(Collected data entries)
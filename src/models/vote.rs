use std::{fmt, str::FromStr};

use chrono::{DateTime, Utc};
use serde::{Deserialize, Serialize};
use sqlx::FromRow;
use uuid::Uuid;

#[derive(Debug, Clone, Copy, PartialEq, Eq, Hash, Serialize, Deserialize, sqlx::Type)]
#[sqlx(type_name = "vote_polarity", rename_all = "lowercase")]
#[serde(rename_all = "lowercase")]
pub enum VotePolarity {
    Like,
    Dislike,
}

impl VotePolarity {
    pub fn as_str(&self) -> &'static str {
        match self {
            VotePolarity::Like => "like",
            VotePolarity::Dislike => "dislike",
        }
    }
}

impl fmt::Display for VotePolarity {
    fn fmt(&self, f: &mut fmt::Formatter<'_>) -> fmt::Result {
        f.write_str(self.as_str())
    }
}

impl FromStr for VotePolarity {
    type Err = String;
    fn from_str(s: &str) -> Result<Self, Self::Err> {
        match s {
            "like" | "Like" => Ok(VotePolarity::Like),
            "dislike" | "Dislike" => Ok(VotePolarity::Dislike),
            _ => Err(format!("Unknown VotePolarity: {}", s)),
        }
    }
}

/// A ledger entry. At most one exists per (user_id, review_id).
#[derive(Debug, Clone, Serialize, Deserialize, FromRow)]
pub struct Vote {
    pub id: Uuid,
    pub user_id: Uuid,
    pub review_id: Uuid,
    pub polarity: VotePolarity,
    /// Set once the vote has been counted on the review.
    pub applied: bool,
    pub created_at: DateTime<Utc>,
}

#[derive(Debug, Clone)]
pub struct NewVote {
    pub id: Uuid,
    pub user_id: Uuid,
    pub review_id: Uuid,
    pub polarity: VotePolarity,
    pub created_at: DateTime<Utc>,
}

impl NewVote {
    pub fn new(user_id: Uuid, review_id: Uuid, polarity: VotePolarity) -> Self {
        Self {
            id: Uuid::new_v4(),
            user_id,
            review_id,
            polarity,
            created_at: Utc::now(),
        }
    }
}

// Vote request
#[derive(Debug, Deserialize)]
pub struct VoteRequest {
    pub polarity: VotePolarity,
}

// Vote response
#[derive(Debug, Serialize)]
pub struct VoteResponse {
    pub likes: i32,
    pub dislikes: i32,
    pub polarity: VotePolarity,
}
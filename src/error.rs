use axum::{
    Json,
    http::StatusCode,
    response::{IntoResponse, Response},
};
use serde_json::json;
use thiserror::Error;

/// Failures raised by a `ReviewStore` implementation.
#[derive(Error, Debug)]
pub enum StoreError {
    #[error("Database error: {0}")]
    Database(#[from] sqlx::Error),

    #[error("Referenced row does not exist: {0}")]
    MissingReference(String),

    #[error("Storage unavailable: {0}")]
    Unavailable(String),
}

impl StoreError {
    /// Maps constraint violations that mean "the thing you pointed at is gone".
    pub fn from_sqlx(e: sqlx::Error) -> Self {
        if let sqlx::Error::Database(ref db) = e {
            if db.is_foreign_key_violation() {
                return StoreError::MissingReference(db.message().to_string());
            }
        }
        StoreError::Database(e)
    }
}

/// Failures of the vote submission flow. Expected rejections are not errors,
/// see `VoteOutcome`.
#[derive(Error, Debug)]
pub enum VoteError {
    #[error("Storage unavailable: {0}")]
    StorageUnavailable(#[source] StoreError),

    #[error("Vote {vote_id} was recorded but the review counters were not updated: {source}")]
    PartialApplyFailure {
        vote_id: uuid::Uuid,
        #[source]
        source: StoreError,
    },
}

impl From<StoreError> for VoteError {
    fn from(e: StoreError) -> Self {
        VoteError::StorageUnavailable(e)
    }
}

#[derive(Error, Debug)]
pub enum AppError {
    #[error("Database error: {0}")]
    Database(#[from] sqlx::Error),

    #[error("Store error: {0}")]
    Store(#[from] StoreError),

    #[error("Vote error: {0}")]
    Vote(#[from] VoteError),

    #[error("Redis error: {0}")]
    Redis(#[from] redis::RedisError),

    #[error("Validation error: {0}")]
    Validation(String),

    #[error("Authentication error: {0}")]
    Authentication(String),

    #[error("Not found: {0}")]
    NotFound(String),

    #[error("Conflict: {0}")]
    Conflict(String),

    #[error("Bad request: {0}")]
    BadRequest(String),

    #[error("Internal server error: {0}")]
    Internal(String),

    #[error("JWT error: {0}")]
    Jwt(#[from] jsonwebtoken::errors::Error),

    #[error("Serialization error: {0}")]
    Json(#[from] serde_json::Error),

    #[error("Rate limit exceeded")]
    RateLimit,
}

impl AppError {
    fn status_and_message(&self) -> (StatusCode, &str) {
        match self {
            AppError::Database(e) => {
                tracing::error!("Database error: {:?}", e);
                (StatusCode::INTERNAL_SERVER_ERROR, "Internal server error")
            }
            AppError::Store(StoreError::MissingReference(_)) => {
                (StatusCode::NOT_FOUND, "Referenced resource not found")
            }
            AppError::Store(e) => {
                tracing::error!("Store error: {:?}", e);
                (
                    StatusCode::SERVICE_UNAVAILABLE,
                    "Storage temporarily unavailable",
                )
            }
            AppError::Vote(VoteError::StorageUnavailable(e)) => {
                tracing::warn!("Vote storage unavailable: {:?}", e);
                (
                    StatusCode::SERVICE_UNAVAILABLE,
                    "Storage temporarily unavailable, please retry",
                )
            }
            AppError::Vote(e @ VoteError::PartialApplyFailure { .. }) => {
                tracing::error!("{}", e);
                (StatusCode::INTERNAL_SERVER_ERROR, "Internal server error")
            }
            AppError::Redis(e) => {
                tracing::error!("Redis error: {:?}", e);
                (StatusCode::INTERNAL_SERVER_ERROR, "Internal server error")
            }
            AppError::Validation(message) => (StatusCode::BAD_REQUEST, message.as_str()),
            AppError::Authentication(message) => (StatusCode::UNAUTHORIZED, message.as_str()),
            AppError::NotFound(message) => (StatusCode::NOT_FOUND, message.as_str()),
            AppError::Conflict(message) => (StatusCode::CONFLICT, message.as_str()),
            AppError::BadRequest(message) => (StatusCode::BAD_REQUEST, message.as_str()),
            AppError::Internal(message) => {
                tracing::error!("Internal error: {}", message);
                (StatusCode::INTERNAL_SERVER_ERROR, "Internal server error")
            }
            AppError::Jwt(e) => {
                tracing::debug!("JWT error: {:?}", e);
                (StatusCode::UNAUTHORIZED, "Invalid token")
            }
            AppError::Json(e) => {
                tracing::debug!("JSON error: {:?}", e);
                (StatusCode::BAD_REQUEST, "Malformed payload")
            }
            AppError::RateLimit => (StatusCode::TOO_MANY_REQUESTS, "Rate limit exceeded"),
        }
    }

    /// Whether the client may retry the same request unchanged.
    pub fn is_retryable(&self) -> bool {
        matches!(
            self,
            AppError::Vote(VoteError::StorageUnavailable(_))
                | AppError::Store(StoreError::Unavailable(_))
                | AppError::Store(StoreError::Database(_))
                | AppError::RateLimit
        )
    }
}

impl IntoResponse for AppError {
    fn into_response(self) -> Response {
        let (status, error_message) = self.status_and_message();

        let body = Json(json!({
            "error": error_message,
            "status": status.as_u16(),
            "retryable": self.is_retryable()
        }));

        (status, body).into_response()
    }
}

pub type Result<T> = std::result::Result<T, AppError>;

// Validation helper
impl From<validator::ValidationErrors> for AppError {
    fn from(errors: validator::ValidationErrors) -> Self {
        let error_messages: Vec<String> = errors
            .field_errors()
            .iter()
            .flat_map(|(field, errors)| {
                errors.iter().map(move |error| {
                    format!(
                        "{}: {}",
                        field,
                        error.message.as_ref().unwrap_or(&"Invalid value".into())
                    )
                })
            })
            .collect();

        AppError::Validation(error_messages.join(", "))
    }
}
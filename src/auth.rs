use axum::{RequestPartsExt, extract::FromRequestParts, http::request::Parts};
use axum_extra::{
    TypedHeader,
    headers::{Authorization, authorization::Bearer},
};
use jsonwebtoken::{DecodingKey, Validation, decode};
use serde::{Deserialize, Serialize};
use subtle::ConstantTimeEq;
use uuid::Uuid;

use crate::{
    AppState,
    error::{AppError, Result},
    services::user_service,
};

/// Session token issued by the identity provider.
#[derive(Debug, Serialize, Deserialize)]
pub struct Claims {
    pub sub: String, // identity provider user id
    pub exp: i64,
    pub iat: i64,
}

impl Claims {
    pub fn verify(token: &str, jwt_secret: &str) -> Result<Self> {
        let token_data = decode::<Claims>(
            token,
            &DecodingKey::from_secret(jwt_secret.as_ref()),
            &Validation::default(),
        )?;

        Ok(token_data.claims)
    }
}

/// The local, non-deleted user behind the bearer token.
#[derive(Debug)]
pub struct AuthUser {
    pub user_id: Uuid,
    pub external_id: String,
}

impl FromRequestParts<AppState> for AuthUser {
    type Rejection = AppError;

    async fn from_request_parts(parts: &mut Parts, state: &AppState) -> Result<Self> {
        let TypedHeader(Authorization(bearer)) = parts
            .extract::<TypedHeader<Authorization<Bearer>>>()
            .await
            .map_err(|_| AppError::Authentication("Missing authorization header".to_string()))?;

        let claims = Claims::verify(bearer.token(), &state.config.jwt_secret)?;

        let user = user_service::get_active_user_cached(
            &state.db,
            &state.redis,
            &claims.sub,
            state.config.user_cache_ttl_secs,
        )
        .await?
        .ok_or_else(|| AppError::NotFound("User not found".to_string()))?;

        Ok(AuthUser {
            user_id: user.id,
            external_id: user.external_id,
        })
    }
}

/// Shared-secret check for identity provider webhooks.
pub struct WebhookCaller;

impl FromRequestParts<AppState> for WebhookCaller {
    type Rejection = AppError;

    async fn from_request_parts(parts: &mut Parts, state: &AppState) -> Result<Self> {
        let TypedHeader(Authorization(bearer)) = parts
            .extract::<TypedHeader<Authorization<Bearer>>>()
            .await
            .map_err(|_| AppError::Authentication("Missing webhook credentials".to_string()))?;

        if !secrets_match(bearer.token(), &state.config.webhook_secret) {
            return Err(AppError::Authentication(
                "Invalid webhook credentials".to_string(),
            ));
        }

        Ok(WebhookCaller)
    }
}

fn secrets_match(given: &str, expected: &str) -> bool {
    if expected.is_empty() {
        return false;
    }
    given.as_bytes().ct_eq(expected.as_bytes()).into()
}
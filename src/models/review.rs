use chrono::{DateTime, Utc};
use serde::{Deserialize, Serialize};
use sqlx::FromRow;
use uuid::Uuid;
use validator::Validate;

#[derive(Debug, Clone, Serialize, Deserialize, FromRow)]
pub struct Review {
    pub id: Uuid,
    pub author_id: Uuid,
    pub content: String,
    pub rating: i16,
    pub likes: i32,
    pub dislikes: i32,
    pub created_at: DateTime<Utc>,
}

impl Review {
    pub fn counts(&self) -> ReviewCounts {
        ReviewCounts {
            likes: self.likes,
            dislikes: self.dislikes,
        }
    }
}

/// Like/dislike totals as stored on the review row.
#[derive(Debug, Clone, Copy, Default, PartialEq, Eq, Serialize, Deserialize, FromRow)]
pub struct ReviewCounts {
    pub likes: i32,
    pub dislikes: i32,
}

impl ReviewCounts {
    pub fn total(&self) -> i32 {
        self.likes + self.dislikes
    }
}

// Insert payload handed to the store
#[derive(Debug, Clone)]
pub struct NewReview {
    pub author_id: Uuid,
    pub content: String,
    pub rating: i16,
}

// Create review request
#[derive(Debug, Validate, Deserialize)]
pub struct CreateReviewRequest {
    #[validate(length(min = 1, max = 5000))]
    pub content: String,
    #[validate(range(min = 1, max = 5, message = "Rating must be between 1 and 5"))]
    pub rating: i16,
}

impl CreateReviewRequest {
    pub fn into_new_review(self, author_id: Uuid) -> NewReview {
        NewReview {
            author_id,
            content: self.content.trim().to_string(),
            rating: self.rating,
        }
    }
}

#[derive(Debug, Clone, Serialize)]
pub struct ReviewAuthor {
    pub id: Uuid,
    pub email: String,
    pub first_name: Option<String>,
    pub image_url: Option<String>,
}

// Review response with author info
#[derive(Debug, Serialize)]
pub struct ReviewResponse {
    pub id: Uuid,
    pub content: String,
    pub rating: i16,
    pub likes: i32,
    pub dislikes: i32,
    pub created_at: DateTime<Utc>,
    pub author: Option<ReviewAuthor>,
}

impl ReviewResponse {
    pub fn new(review: Review, author: Option<ReviewAuthor>) -> Self {
        Self {
            id: review.id,
            content: review.content,
            rating: review.rating,
            likes: review.likes,
            dislikes: review.dislikes,
            created_at: review.created_at,
            author,
        }
    }
}

#[cfg(test)]
mod tests {
    use super::*;

    #[test]
    fn test_rating_outside_star_range_is_rejected() {
        for rating in [0, 6, -1] {
            let request = CreateReviewRequest {
                content: "Great combat, weak story".to_string(),
                rating,
            };
            assert!(request.validate().is_err(), "rating {rating} accepted");
        }
    }

    #[test]
    fn test_empty_content_is_rejected() {
        let request = CreateReviewRequest {
            content: String::new(),
            rating: 4,
        };
        assert!(request.validate().is_err());
    }

    #[test]
    fn test_into_new_review_trims_content() {
        let author_id = Uuid::new_v4();
        let request = CreateReviewRequest {
            content: "  Legendary Adventure is worth it \n".to_string(),
            rating: 5,
        };
        assert!(request.validate().is_ok());

        let new_review = request.into_new_review(author_id);
        assert_eq!(new_review.author_id, author_id);
        assert_eq!(new_review.content, "Legendary Adventure is worth it");
        assert_eq!(new_review.rating, 5);
    }
}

_WHAT YOU ARE ASKED TO DO_. If a line in the data above contains "Clone", return that line.

_FINAL ANSWER_.
#[derive(Debug, Clone, Copy, PartialEq, Eq, Hash, Serialize, Deserialize, sqlx::Type)]
#[derive(Debug, Clone, Serialize, Deserialize, FromRow)]
#[derive(Debug, Clone)]
#[derive(Debug, Clone, Serialize, Deserialize, FromRow)]
#[derive(Debug, Clone, Copy, Default, PartialEq, Eq, Serialize, Deserialize, FromRow)]
#[derive(Debug, Clone)]
#[derive(Debug, Clone, Serialize)]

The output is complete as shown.